#### Your assignment:
Retrieve every line from the records in which the word "flatten" occurs.

====

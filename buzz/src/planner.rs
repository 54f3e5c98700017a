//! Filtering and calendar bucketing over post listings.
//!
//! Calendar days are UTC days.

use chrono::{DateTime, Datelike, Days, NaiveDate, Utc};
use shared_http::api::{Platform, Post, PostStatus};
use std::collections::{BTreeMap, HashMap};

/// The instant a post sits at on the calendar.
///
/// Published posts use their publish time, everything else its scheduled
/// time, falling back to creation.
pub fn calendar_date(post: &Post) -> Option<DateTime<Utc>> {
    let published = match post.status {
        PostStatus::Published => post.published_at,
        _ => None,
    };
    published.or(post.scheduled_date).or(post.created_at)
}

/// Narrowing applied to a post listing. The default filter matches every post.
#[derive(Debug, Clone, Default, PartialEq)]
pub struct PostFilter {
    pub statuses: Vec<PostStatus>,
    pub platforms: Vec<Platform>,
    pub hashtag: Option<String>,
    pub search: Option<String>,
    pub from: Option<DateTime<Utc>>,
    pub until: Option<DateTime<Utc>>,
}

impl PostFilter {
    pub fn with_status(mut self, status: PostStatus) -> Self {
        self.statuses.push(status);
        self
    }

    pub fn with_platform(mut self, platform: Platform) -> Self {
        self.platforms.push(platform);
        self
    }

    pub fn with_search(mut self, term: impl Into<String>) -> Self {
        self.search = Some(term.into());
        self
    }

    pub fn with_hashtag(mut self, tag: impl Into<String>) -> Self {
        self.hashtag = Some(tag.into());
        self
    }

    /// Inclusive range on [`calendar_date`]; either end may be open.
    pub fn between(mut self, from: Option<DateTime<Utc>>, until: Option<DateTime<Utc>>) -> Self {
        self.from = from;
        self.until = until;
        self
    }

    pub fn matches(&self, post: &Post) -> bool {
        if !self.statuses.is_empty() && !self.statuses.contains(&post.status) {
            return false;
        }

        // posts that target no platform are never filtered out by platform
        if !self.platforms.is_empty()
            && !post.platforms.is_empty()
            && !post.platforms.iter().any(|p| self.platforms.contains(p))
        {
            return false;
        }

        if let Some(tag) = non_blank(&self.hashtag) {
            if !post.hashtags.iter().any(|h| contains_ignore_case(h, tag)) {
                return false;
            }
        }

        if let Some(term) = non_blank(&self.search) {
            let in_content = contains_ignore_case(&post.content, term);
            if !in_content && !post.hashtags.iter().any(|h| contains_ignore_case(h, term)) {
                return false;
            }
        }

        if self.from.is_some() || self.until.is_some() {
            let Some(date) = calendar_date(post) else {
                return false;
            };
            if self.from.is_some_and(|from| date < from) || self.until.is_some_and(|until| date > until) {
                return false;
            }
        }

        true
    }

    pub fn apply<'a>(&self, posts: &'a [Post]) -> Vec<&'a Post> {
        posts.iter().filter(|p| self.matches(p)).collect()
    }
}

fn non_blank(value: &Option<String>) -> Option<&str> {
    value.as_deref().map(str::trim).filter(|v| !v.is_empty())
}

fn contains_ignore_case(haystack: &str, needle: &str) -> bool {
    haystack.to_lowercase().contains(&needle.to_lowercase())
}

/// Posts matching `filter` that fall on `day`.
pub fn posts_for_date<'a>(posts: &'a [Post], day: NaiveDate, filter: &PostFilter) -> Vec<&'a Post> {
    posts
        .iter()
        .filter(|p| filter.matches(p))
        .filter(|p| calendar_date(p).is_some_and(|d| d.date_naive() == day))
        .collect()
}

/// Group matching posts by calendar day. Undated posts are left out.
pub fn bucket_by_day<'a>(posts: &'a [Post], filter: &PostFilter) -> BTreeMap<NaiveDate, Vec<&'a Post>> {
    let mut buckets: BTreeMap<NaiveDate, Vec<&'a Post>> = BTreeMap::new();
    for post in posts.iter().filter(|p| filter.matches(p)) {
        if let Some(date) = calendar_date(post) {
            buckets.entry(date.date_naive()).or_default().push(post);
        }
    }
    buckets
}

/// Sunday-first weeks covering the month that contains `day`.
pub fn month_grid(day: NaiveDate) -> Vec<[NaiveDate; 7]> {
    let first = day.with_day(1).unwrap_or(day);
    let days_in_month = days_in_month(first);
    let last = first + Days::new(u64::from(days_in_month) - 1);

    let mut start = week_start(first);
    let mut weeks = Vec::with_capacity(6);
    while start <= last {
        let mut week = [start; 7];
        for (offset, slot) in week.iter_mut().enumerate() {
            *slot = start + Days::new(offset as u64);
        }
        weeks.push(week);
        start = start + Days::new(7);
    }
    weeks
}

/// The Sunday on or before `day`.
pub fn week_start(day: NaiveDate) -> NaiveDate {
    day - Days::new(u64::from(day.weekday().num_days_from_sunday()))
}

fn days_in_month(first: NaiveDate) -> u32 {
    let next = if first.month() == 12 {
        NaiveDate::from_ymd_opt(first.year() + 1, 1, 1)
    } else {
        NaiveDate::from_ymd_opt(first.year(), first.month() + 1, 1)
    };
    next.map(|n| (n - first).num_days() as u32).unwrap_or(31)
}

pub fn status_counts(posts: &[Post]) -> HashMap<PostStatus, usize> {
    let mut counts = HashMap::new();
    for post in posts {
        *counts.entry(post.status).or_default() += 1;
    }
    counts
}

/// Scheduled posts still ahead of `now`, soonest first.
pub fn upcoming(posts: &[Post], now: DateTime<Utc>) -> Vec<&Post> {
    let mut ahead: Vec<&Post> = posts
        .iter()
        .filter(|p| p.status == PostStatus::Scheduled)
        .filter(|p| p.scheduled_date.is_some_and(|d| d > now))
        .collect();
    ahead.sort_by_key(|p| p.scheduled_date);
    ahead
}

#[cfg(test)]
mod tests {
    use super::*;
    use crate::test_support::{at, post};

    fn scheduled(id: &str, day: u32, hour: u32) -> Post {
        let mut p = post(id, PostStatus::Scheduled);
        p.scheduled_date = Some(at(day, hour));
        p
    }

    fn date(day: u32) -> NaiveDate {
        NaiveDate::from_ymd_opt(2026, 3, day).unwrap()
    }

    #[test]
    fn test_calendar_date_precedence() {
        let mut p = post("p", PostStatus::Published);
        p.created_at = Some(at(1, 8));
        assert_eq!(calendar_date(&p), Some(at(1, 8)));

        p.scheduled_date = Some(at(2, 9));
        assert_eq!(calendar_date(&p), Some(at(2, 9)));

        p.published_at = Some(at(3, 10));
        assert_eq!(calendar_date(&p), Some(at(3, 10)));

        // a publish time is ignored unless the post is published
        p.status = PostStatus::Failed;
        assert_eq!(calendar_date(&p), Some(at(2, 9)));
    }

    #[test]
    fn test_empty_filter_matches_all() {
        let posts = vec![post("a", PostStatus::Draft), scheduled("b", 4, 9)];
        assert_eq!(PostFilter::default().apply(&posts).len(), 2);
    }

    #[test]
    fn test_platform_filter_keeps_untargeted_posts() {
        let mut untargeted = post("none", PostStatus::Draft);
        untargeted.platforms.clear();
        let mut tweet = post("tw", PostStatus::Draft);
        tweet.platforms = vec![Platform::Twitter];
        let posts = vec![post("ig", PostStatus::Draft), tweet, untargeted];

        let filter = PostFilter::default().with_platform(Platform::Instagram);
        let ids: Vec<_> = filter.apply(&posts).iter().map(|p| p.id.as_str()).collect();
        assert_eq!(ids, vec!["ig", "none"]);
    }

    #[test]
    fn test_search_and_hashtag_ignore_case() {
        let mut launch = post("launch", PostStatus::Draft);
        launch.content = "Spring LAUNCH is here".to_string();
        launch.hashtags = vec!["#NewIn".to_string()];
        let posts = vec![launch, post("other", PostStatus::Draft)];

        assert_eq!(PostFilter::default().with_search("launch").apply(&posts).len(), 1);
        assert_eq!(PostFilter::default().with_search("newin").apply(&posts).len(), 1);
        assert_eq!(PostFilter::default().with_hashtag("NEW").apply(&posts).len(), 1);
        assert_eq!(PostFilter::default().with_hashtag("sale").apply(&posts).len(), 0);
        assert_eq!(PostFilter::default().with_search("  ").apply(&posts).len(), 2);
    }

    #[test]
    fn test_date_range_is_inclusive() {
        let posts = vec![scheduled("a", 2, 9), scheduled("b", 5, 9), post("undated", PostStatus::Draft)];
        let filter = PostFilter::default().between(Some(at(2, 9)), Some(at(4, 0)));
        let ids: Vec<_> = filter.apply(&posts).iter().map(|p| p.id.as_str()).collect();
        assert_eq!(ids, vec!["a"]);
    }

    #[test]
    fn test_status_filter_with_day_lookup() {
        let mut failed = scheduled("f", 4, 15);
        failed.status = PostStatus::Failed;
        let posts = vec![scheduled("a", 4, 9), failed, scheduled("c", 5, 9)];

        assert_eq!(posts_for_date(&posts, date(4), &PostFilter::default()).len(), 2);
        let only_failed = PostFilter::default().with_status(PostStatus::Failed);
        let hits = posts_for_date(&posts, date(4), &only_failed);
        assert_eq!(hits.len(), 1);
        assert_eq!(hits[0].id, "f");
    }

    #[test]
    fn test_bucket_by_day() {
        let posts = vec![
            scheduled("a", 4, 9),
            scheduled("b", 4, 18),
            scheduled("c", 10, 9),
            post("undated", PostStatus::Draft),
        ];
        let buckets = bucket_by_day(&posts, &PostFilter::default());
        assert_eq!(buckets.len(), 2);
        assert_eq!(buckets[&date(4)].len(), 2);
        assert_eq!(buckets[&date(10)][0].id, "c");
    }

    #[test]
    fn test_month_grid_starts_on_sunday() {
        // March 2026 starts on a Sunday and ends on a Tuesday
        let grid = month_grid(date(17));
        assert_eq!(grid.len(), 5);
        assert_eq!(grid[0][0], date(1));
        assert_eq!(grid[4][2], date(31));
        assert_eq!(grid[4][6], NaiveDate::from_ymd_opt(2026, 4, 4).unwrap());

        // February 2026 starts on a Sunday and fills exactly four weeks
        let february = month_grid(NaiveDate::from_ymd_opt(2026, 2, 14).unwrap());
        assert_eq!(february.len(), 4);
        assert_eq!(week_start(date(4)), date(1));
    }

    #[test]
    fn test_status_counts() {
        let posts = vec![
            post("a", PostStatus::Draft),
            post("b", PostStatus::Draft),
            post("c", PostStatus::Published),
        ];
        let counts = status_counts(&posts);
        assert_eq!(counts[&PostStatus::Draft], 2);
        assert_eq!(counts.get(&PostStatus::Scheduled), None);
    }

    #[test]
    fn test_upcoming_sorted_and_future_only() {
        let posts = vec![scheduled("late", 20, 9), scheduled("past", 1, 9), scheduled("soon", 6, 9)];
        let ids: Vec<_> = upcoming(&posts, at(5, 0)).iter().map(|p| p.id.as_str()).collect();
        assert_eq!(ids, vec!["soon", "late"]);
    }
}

====

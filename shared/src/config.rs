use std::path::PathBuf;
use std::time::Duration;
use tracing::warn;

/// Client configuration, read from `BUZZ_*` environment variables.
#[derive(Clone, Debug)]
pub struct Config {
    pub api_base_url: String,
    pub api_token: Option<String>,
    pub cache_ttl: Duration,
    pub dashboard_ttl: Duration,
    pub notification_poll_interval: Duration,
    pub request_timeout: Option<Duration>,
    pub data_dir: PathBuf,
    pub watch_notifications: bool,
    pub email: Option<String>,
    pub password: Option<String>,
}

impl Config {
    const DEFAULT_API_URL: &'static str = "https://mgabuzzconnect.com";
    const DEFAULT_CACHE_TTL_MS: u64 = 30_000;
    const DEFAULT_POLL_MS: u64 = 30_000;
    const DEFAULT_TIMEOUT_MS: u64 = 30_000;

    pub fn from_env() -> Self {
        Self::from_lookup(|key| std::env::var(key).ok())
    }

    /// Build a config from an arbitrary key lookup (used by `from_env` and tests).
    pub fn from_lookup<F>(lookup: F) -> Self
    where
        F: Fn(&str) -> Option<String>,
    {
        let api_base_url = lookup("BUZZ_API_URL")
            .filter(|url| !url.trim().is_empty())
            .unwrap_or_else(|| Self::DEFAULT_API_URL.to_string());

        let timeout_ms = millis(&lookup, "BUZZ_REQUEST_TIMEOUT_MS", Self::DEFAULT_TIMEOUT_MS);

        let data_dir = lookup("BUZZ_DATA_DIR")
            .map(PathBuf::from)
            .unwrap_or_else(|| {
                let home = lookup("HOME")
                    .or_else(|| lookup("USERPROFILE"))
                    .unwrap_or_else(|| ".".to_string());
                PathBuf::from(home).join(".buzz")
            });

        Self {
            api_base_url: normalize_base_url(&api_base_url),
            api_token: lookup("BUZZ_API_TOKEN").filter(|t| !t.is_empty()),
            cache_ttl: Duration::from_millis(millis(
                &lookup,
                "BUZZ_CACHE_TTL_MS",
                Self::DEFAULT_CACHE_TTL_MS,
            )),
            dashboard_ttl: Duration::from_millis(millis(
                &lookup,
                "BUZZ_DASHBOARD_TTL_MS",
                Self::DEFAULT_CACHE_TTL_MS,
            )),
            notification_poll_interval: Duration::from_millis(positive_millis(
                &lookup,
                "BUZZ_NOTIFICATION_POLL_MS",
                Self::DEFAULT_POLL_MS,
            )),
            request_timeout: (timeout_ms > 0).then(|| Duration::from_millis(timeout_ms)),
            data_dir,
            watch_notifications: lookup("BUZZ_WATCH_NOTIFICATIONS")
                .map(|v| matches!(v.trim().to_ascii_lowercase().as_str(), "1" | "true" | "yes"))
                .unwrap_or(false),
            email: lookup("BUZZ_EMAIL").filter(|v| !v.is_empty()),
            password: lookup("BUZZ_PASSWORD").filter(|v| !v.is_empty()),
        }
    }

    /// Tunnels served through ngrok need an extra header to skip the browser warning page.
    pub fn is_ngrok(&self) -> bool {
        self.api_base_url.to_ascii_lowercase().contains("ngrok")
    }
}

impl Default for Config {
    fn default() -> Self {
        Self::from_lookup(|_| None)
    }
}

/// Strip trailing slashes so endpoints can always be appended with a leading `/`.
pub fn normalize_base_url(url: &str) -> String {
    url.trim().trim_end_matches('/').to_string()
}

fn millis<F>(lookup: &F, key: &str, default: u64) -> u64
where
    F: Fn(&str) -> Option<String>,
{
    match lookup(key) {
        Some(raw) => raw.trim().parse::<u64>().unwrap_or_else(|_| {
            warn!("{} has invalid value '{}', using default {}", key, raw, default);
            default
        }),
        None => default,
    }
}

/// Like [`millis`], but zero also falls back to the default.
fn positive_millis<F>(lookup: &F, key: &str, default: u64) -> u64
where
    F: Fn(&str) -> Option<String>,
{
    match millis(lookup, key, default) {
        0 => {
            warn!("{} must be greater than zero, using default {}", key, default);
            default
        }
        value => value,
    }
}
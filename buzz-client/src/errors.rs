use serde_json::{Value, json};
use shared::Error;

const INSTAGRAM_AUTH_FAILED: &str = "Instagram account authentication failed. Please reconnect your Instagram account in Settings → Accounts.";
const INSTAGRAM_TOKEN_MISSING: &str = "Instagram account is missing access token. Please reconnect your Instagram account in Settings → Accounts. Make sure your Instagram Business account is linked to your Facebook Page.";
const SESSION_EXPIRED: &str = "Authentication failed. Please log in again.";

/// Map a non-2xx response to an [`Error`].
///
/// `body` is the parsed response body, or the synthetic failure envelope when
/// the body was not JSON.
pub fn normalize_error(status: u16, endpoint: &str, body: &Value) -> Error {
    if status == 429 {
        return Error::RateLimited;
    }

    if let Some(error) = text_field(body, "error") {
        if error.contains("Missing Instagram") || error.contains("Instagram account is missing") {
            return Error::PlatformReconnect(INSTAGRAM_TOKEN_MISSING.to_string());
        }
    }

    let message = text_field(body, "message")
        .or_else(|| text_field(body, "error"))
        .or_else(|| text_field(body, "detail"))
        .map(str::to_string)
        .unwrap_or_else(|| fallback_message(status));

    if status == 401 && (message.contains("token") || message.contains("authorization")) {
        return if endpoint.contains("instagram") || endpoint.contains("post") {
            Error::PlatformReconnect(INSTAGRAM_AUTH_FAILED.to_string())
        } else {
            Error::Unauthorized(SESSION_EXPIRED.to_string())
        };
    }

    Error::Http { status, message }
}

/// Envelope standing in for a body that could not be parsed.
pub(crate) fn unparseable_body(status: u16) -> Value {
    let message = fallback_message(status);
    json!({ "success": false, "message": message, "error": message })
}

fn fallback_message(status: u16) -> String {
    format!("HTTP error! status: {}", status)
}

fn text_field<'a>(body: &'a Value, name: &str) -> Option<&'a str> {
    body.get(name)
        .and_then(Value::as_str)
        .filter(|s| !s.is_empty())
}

====

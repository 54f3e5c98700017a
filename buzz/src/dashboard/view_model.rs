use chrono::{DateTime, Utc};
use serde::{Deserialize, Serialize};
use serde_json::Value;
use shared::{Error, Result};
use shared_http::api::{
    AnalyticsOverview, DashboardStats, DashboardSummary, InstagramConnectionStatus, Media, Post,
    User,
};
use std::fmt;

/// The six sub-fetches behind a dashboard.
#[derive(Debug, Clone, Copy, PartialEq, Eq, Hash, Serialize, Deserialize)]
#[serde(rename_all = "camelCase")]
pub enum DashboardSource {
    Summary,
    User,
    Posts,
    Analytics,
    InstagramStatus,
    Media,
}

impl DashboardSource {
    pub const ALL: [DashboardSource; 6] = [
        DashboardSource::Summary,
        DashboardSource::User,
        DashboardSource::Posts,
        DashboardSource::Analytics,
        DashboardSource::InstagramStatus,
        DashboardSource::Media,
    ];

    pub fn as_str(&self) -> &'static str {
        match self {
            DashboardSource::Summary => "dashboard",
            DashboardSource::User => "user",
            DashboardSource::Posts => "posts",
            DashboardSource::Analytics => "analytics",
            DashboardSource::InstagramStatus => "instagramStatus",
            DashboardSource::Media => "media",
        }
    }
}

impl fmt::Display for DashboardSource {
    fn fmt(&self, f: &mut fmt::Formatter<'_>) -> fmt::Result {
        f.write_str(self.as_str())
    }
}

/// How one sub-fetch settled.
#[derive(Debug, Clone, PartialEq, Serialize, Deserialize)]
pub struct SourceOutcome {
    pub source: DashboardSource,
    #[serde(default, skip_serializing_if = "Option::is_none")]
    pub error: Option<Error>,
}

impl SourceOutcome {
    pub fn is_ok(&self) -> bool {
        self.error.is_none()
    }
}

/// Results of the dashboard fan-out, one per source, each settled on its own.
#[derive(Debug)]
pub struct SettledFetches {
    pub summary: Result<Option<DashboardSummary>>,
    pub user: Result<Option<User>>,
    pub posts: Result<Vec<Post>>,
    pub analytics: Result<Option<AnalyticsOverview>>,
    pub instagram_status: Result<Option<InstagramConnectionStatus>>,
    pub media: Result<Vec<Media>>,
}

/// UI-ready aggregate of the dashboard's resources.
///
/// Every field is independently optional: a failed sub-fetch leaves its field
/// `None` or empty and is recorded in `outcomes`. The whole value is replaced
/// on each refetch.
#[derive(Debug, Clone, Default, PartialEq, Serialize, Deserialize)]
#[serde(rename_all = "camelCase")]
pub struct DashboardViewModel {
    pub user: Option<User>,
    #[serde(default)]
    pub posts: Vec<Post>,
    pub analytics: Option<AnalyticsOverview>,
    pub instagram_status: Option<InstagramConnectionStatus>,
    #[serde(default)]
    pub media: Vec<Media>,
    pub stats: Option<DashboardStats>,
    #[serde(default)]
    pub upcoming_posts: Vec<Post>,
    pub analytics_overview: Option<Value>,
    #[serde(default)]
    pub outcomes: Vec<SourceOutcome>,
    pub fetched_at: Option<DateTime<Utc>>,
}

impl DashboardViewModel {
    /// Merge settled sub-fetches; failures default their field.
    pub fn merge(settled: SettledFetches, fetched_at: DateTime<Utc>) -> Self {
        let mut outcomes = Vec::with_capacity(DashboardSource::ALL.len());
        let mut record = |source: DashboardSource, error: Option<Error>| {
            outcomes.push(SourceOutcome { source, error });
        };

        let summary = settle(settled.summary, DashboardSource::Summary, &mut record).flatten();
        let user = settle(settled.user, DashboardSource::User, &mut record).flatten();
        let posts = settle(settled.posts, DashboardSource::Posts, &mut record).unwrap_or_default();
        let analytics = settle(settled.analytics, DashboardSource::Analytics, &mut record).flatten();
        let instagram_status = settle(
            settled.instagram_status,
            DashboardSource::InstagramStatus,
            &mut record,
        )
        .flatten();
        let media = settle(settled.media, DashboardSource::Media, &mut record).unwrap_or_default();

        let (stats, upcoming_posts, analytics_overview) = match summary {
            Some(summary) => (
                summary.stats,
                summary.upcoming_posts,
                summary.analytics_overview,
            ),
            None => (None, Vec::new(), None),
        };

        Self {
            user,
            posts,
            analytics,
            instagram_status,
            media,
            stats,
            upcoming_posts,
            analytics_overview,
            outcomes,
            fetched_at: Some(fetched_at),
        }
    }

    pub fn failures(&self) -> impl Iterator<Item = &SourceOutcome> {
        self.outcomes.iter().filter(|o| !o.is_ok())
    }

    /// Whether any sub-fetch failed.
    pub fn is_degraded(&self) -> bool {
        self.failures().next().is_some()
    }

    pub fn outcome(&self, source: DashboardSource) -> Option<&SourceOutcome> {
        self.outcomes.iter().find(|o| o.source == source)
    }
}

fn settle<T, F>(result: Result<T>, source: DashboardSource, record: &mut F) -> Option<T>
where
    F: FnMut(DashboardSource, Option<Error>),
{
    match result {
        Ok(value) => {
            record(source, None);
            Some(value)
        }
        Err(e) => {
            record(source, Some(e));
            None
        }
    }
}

====

#### Response area:
        let summary = settle(settled.summary, DashboardSource::Summary, &mut record).flatten();
        let user = settle(settled.user, DashboardSource::User, &mut record).flatten();
        let analytics = settle(settled.analytics, DashboardSource::Analytics, &mut record).flatten();
        .flatten();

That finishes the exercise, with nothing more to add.